Stored dataset items:
/// Match, point and coaching report persistence.
pub mod match_store;
/// Database model definitions.
pub mod models;
/// Storage abstraction layer for database operations.
pub mod storage;
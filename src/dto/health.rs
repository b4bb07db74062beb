use serde::Serialize;
use utoipa::ToSchema;

/// Whether the match store is usable.
#[derive(Debug, Clone, Copy, PartialEq, Eq, Serialize, ToSchema)]
#[serde(rename_all = "lowercase")]
pub enum HealthStatus {
    Ok,
    /// No usable match store; data routes answer 503.
    Degraded,
}

/// Payload of `GET /healthcheck`.
#[derive(Debug, Serialize, ToSchema)]
pub struct HealthResponse {
    pub status: HealthStatus,
}

impl HealthResponse {
    pub fn ok() -> Self {
        Self {
            status: HealthStatus::Ok,
        }
    }

    pub fn degraded() -> Self {
        Self {
            status: HealthStatus::Degraded,
        }
    }
}
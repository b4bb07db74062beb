use serde::{Deserialize, Serialize};
use utoipa::ToSchema;
use uuid::Uuid;
use validator::Validate;

use crate::{
    dao::models::PointEntity,
    dto::{format_system_time, validation::validate_not_blank},
    state::{
        fencing::Scorer,
        score::Tally,
        taxonomy::{Phrase, Situation},
    },
};

/// A classified touch to append to a match.
///
/// Situation and phrase are free strings here so that an unknown or mismatched pair is
/// reported as a validation failure.
#[derive(Debug, Deserialize, ToSchema, Validate)]
pub struct CreatePointRequest {
    pub scorer: Scorer,
    #[validate(custom(function = "validate_not_blank"))]
    pub situation: String,
    #[validate(custom(function = "validate_not_blank"))]
    pub phrase: String,
    /// Score of the logging user before this touch.
    pub score_me_at_time: u32,
    /// Score of the opponent before this touch.
    pub score_opponent_at_time: u32,
    /// Optional note; blank notes are stored as absent.
    #[serde(default)]
    #[validate(length(max = 2000))]
    pub note: Option<String>,
}

impl CreatePointRequest {
    /// Score snapshot carried by the request.
    pub fn snapshot(&self) -> Tally {
        Tally::new(self.score_me_at_time, self.score_opponent_at_time)
    }
}

/// Editable fields of a recorded touch. Scorer and snapshots are frozen.
#[derive(Debug, Deserialize, ToSchema, Validate)]
pub struct UpdatePointRequest {
    #[validate(custom(function = "validate_not_blank"))]
    pub situation: String,
    #[validate(custom(function = "validate_not_blank"))]
    pub phrase: String,
    #[serde(default)]
    #[validate(length(max = 2000))]
    pub note: Option<String>,
}

/// Recorded touch.
#[derive(Debug, Serialize, ToSchema)]
pub struct PointView {
    pub id: Uuid,
    pub match_id: Uuid,
    pub scorer: Scorer,
    pub situation: Situation,
    pub phrase: Phrase,
    pub note: Option<String>,
    pub score_me_at_time: u32,
    pub score_opponent_at_time: u32,
    /// RFC 3339 creation timestamp.
    pub created_at: String,
}

impl From<PointEntity> for PointView {
    fn from(point: PointEntity) -> Self {
        Self {
            id: point.id,
            match_id: point.match_id,
            scorer: point.scorer,
            situation: point.situation,
            phrase: point.phrase,
            note: point.note,
            score_me_at_time: point.score_me_at_time,
            score_opponent_at_time: point.score_opponent_at_time,
            created_at: format_system_time(point.created_at),
        }
    }
}
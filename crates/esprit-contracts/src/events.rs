use std::fs::OpenOptions;
use std::io::Write;
use std::path::{Path, PathBuf};
use std::sync::{Arc, Mutex, PoisonError};

use anyhow::Context;
use chrono::{SecondsFormat, Utc};
use serde::Serialize;

use crate::prompts::PromptSource;

/// The request a journal event belongs to.
#[derive(Debug, Clone, PartialEq, Eq, Serialize)]
pub struct EventSubject {
    pub entity: String,
    pub style_id: String,
    /// Short hex digest of the resolved prompt; the prompt itself stays out
    /// of the journal.
    pub prompt_digest: String,
}

/// One step of a generation request. Serialized with its `type` tag next to
/// the subject fields.
#[derive(Debug, Clone, PartialEq, Eq, Serialize)]
#[serde(tag = "type", rename_all = "snake_case")]
pub enum GenerationEvent {
    GenerationRejected {
        #[serde(flatten)]
        subject: EventSubject,
        error: &'static str,
    },
    GenerationStarted {
        #[serde(flatten)]
        subject: EventSubject,
        provider: String,
        prompt_source: PromptSource,
    },
    GenerationFailed {
        #[serde(flatten)]
        subject: EventSubject,
        error: &'static str,
        message: String,
    },
    ImageStored {
        #[serde(flatten)]
        subject: EventSubject,
        image_url: String,
        bytes: usize,
    },
    CatalogSaved {
        #[serde(flatten)]
        subject: EventSubject,
        image_url: String,
    },
}

impl GenerationEvent {
    pub fn kind(&self) -> &'static str {
        match self {
            Self::GenerationRejected { .. } => "generation_rejected",
            Self::GenerationStarted { .. } => "generation_started",
            Self::GenerationFailed { .. } => "generation_failed",
            Self::ImageStored { .. } => "image_stored",
            Self::CatalogSaved { .. } => "catalog_saved",
        }
    }
}

#[derive(Serialize)]
struct JournalLine<'a> {
    #[serde(flatten)]
    event: &'a GenerationEvent,
    instance: &'a str,
    ts: String,
}

/// Append-only generation journal, one compact JSON object per line.
/// Every line carries the writer's `instance` id and an RFC 3339 `ts`.
#[derive(Debug, Clone)]
pub struct EventWriter {
    inner: Arc<Journal>,
}

#[derive(Debug)]
struct Journal {
    path: PathBuf,
    instance: String,
    append: Mutex<()>,
}

impl EventWriter {
    pub fn new(path: impl Into<PathBuf>, instance: impl Into<String>) -> Self {
        Self {
            inner: Arc::new(Journal {
                path: path.into(),
                instance: instance.into(),
                append: Mutex::new(()),
            }),
        }
    }

    pub fn path(&self) -> &Path {
        &self.inner.path
    }

    pub fn instance(&self) -> &str {
        &self.inner.instance
    }

    pub fn emit(&self, event: &GenerationEvent) -> anyhow::Result<()> {
        let mut line = serde_json::to_string(&JournalLine {
            event,
            instance: &self.inner.instance,
            ts: Utc::now().to_rfc3339_opts(SecondsFormat::Micros, true),
        })?;
        line.push('\n');

        if let Some(parent) = self.inner.path.parent() {
            std::fs::create_dir_all(parent)?;
        }
        // Concurrent requests share one file; whole lines only.
        let _guard = self
            .inner
            .append
            .lock()
            .unwrap_or_else(PoisonError::into_inner);
        OpenOptions::new()
            .create(true)
            .append(true)
            .open(&self.inner.path)
            .and_then(|mut file| file.write_all(line.as_bytes()))
            .with_context(|| format!("failed to append to {}", self.inner.path.display()))
    }
}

Problem requirements — Once the line that contains "std::fs::create_dir_all(parent)?;" is found, please give it again exactly, along with each line that comes after it, through the last line of the entries.

Solution to this task —
            std::fs::create_dir_all(parent)?;
        }
        // Concurrent requests share one file; whole lines only.
        let _guard = self
            .inner
            .append
            .lock()
            .unwrap_or_else(PoisonError::into_inner);
        OpenOptions::new()
            .create(true)
            .append(true)
            .open(&self.inner.path)
            .and_then(|mut file| file.write_all(line.as_bytes()))
            .with_context(|| format!("failed to append to {}", self.inner.path.display()))
    }
}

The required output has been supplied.